Furthermore, application design will be necessary for this purpose organize and manage both the resources offered by the system and the users accessing these resources. All this user-and resource-user interaction user generates events or "logs" to be found in the log files and represent the information base for conducting statistical process aimed at obtaining knowledge of the system. This will facilitate collaborative learning process by keeping users abreast of what is happening in the system (for example, the contributions of others, documents created, etc.) and control user behavior in order to provide support (eg, help students who are unable to perform a task on your own). Therefore, the user-user and user interaction is critical resource in any collaborative learning environment to enable groups of students to communicate with each other and achieve common goals (eg, a classroom activity in collaboration).
Although user interaction is the most important point to be managed in applications, it is usually also important to be able to monitor and control the performance and overall system performance. This allows the administrator to continuously monitor critical parts of the system and act as necessary. Moreover, it adds a layer of security implied what already exists (for example, user habits of control "to detect fraudulent use of the system unauthorized users).
To effectively communicate the knowledge gained from the activity of the users group in terms of knowledge and feedback, CSCL applications should provide full support to the above three aspects are essential in all applications collaboration, namely, coordination, communication and collaboration in order to create virtual environments where students, teachers, tutors, etc. are able to cooperate with each other to achieve a common goal of learning.

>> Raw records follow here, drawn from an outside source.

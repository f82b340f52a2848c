// src/process/child.rs
use std::io::Read;
use std::path::Path;
use std::process::{Child, Command, Stdio};
use std::time::{Duration, Instant};

use crate::core::error::{SupervisorError, SupervisorResult};
use crate::core::logging::{ComponentLogger, LogContext};

use super::{LaunchSpec, ProcessHandle, ProcessLauncher};

const EXIT_POLL: Duration = Duration::from_millis(50);

pub struct ChildProcess {
    label: String,
    child: Child,
}

impl ChildProcess {
    pub fn new(label: &str, child: Child) -> Self {
        Self {
            label: label.to_string(),
            child,
        }
    }

    #[cfg(unix)]
    fn request_shutdown(&mut self) {
        use nix::sys::signal::{Signal, kill};
        use nix::unistd::Pid;

        if let Err(e) = kill(Pid::from_raw(self.child.id() as i32), Signal::SIGTERM) {
            self.warn(&format!("SIGTERM failed: {}", e));
        }
    }

    #[cfg(not(unix))]
    fn request_shutdown(&mut self) {
        // No polite signal available; the grace loop then sees it gone.
        let _ = self.child.kill();
    }
}

impl ComponentLogger for ChildProcess {
    fn log_context(&self) -> LogContext {
        LogContext::new("process", &self.label).with_pid(self.child.id())
    }
}

impl ProcessHandle for ChildProcess {
    fn pid(&self) -> u32 {
        self.child.id()
    }

    fn is_alive(&mut self) -> bool {
        match self.child.try_wait() {
            Ok(None) => true,
            Ok(Some(status)) => {
                self.debug(&format!("exited with {}", status));
                false
            }
            Err(e) => {
                self.warn(&format!("liveness check failed: {}", e));
                false
            }
        }
    }

    fn terminate(&mut self, grace: Duration) {
        self.request_shutdown();

        let deadline = Instant::now() + grace;
        loop {
            match self.child.try_wait() {
                Ok(Some(status)) => {
                    self.debug(&format!("stopped ({})", status));
                    return;
                }
                Ok(None) if Instant::now() < deadline => std::thread::sleep(EXIT_POLL),
                Ok(None) => {
                    self.warn(&format!("still running after {:?}, killing", grace));
                    break;
                }
                Err(e) => {
                    self.warn(&format!("wait failed: {}, killing", e));
                    break;
                }
            }
        }

        self.kill();
    }

    fn kill(&mut self) {
        if let Err(e) = self.child.kill() {
            self.debug(&format!("kill: {}", e));
        }
        let _ = self.child.wait();
    }

    fn take_output(&mut self) -> Option<Box<dyn Read + Send>> {
        self.child
            .stderr
            .take()
            .map(|s| Box::new(s) as Box<dyn Read + Send>)
    }
}

/// Launches real OS processes.
#[derive(Debug, Default, Clone, Copy)]
pub struct CommandLauncher;

impl ProcessLauncher for CommandLauncher {
    fn launch(&self, spec: &LaunchSpec) -> SupervisorResult<Box<dyn ProcessHandle>> {
        let mut cmd = Command::new(&spec.program);
        cmd.args(&spec.args)
            .stdin(Stdio::null())
            .stdout(Stdio::null())
            .stderr(if spec.capture_output {
                Stdio::piped()
            } else {
                Stdio::null()
            });
        if let Some(dir) = &spec.cwd {
            cmd.current_dir(dir);
        }

        match cmd.spawn() {
            Ok(child) => {
                log::debug!("[process] {} spawned pid={}", spec.label, child.id());
                Ok(Box::new(ChildProcess::new(&spec.label, child)))
            }
            Err(e) if e.kind() == std::io::ErrorKind::NotFound => {
                Err(SupervisorError::ExecutableMissing {
                    program: spec.program.display().to_string(),
                })
            }
            Err(e) => Err(SupervisorError::Spawn {
                label: spec.label.clone(),
                source: e,
            }),
        }
    }

    fn is_available(&self, program: &Path) -> bool {
        if program.components().count() > 1 || program.is_absolute() {
            return program.is_file();
        }

        std::env::var_os("PATH")
            .map(|paths| std::env::split_paths(&paths).any(|dir| dir.join(program).is_file()))
            .unwrap_or(false)
    }
}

Coordination involves the organization of the group in order to achieve the objectives set and monitor user activity, which is possible by maintaining awareness of the participants.
The communication relates to the communication medium basically messages between users within and between groups and may be in both synchronous and asynchronous modes. Finally, the partnership allows members of the group share all kinds of resources, which is also found in synchronous and asynchronous modes. Both coordination and collaboration and communication will generate many events that will be communicated to users after these facts have been manipulated and analyzed in order to provide users with as much awareness as possible immediate and constant flow as possible feedback.

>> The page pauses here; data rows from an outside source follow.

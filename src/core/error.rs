use std::error::Error as StdError;
use std::path::PathBuf;
use thiserror::Error;

pub type SupervisorResult<T> = Result<T, SupervisorError>;

#[derive(Debug, Error)]
pub enum SupervisorError {
    #[error("executable '{program}' not found")]
    ExecutableMissing { program: String },
    #[error("failed to spawn '{label}': {source}")]
    Spawn {
        label: String,
        #[source]
        source: std::io::Error,
    },
    #[error("cannot prepare directory {path:?}: {source}")]
    OutputDir {
        path: PathBuf,
        #[source]
        source: std::io::Error,
    },
    #[error("{context}: {source}")]
    Context {
        context: String,
        #[source]
        source: Box<dyn StdError + Send + Sync>,
    },
}

impl SupervisorError {
    pub fn with_context<E>(context: impl Into<String>, source: E) -> Self
    where
        E: StdError + Send + Sync + 'static,
    {
        Self::Context {
            context: context.into(),
            source: Box::new(source),
        }
    }

    pub fn is_missing_executable(&self) -> bool {
        matches!(self, Self::ExecutableMissing { .. })
    }
}

#[derive(Debug, Error)]
pub enum ConfigError {
    #[error("{message}")]
    Message { message: String },
    #[error("{context}: {source}")]
    Context {
        context: String,
        #[source]
        source: Box<dyn StdError + Send + Sync>,
    },
}

impl ConfigError {
    pub fn message(message: impl Into<String>) -> Self {
        Self::Message {
            message: message.into(),
        }
    }

    pub fn with_context<E>(context: impl Into<String>, source: E) -> Self
    where
        E: StdError + Send + Sync + 'static,
    {
        Self::Context {
            context: context.into(),
            source: Box::new(source),
        }
    }
}

#[cfg(test)]
mod tests {
    use super::*;

    #[test]
    fn missing_executable_is_detectable() {
        let err = SupervisorError::ExecutableMissing {
            program: "ffmpeg".into(),
        };
        assert!(err.is_missing_executable());
        assert_eq!(err.to_string(), "executable 'ffmpeg' not found");
    }

    #[test]
    fn context_error_keeps_source_message() {
        let io = std::io::Error::new(std::io::ErrorKind::PermissionDenied, "denied");
        let err = ConfigError::with_context("writing config.toml", io);
        assert_eq!(err.to_string(), "writing config.toml: denied");
        assert!(err.source().is_some());
    }
}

Humble Opinions Again in february 2013

We have seen the state of the art, there two possible directions
That research in coreference resolution Should follow are the use of more expres-
sive than mention-pairs models to manage the problem, Such as entity-mention,
and the incorporation of new information, Such as world knowledge and discourse coherence. In some cases, This Information can not be Expressed in terms of pairs of mentions. That is, it is information That Involves several mentions Either partial or entities at once. THEREFORE, an experimental approach In This Requires the expressiveness of the combined entity-mention model With The MOST typical features of the mention-pair model.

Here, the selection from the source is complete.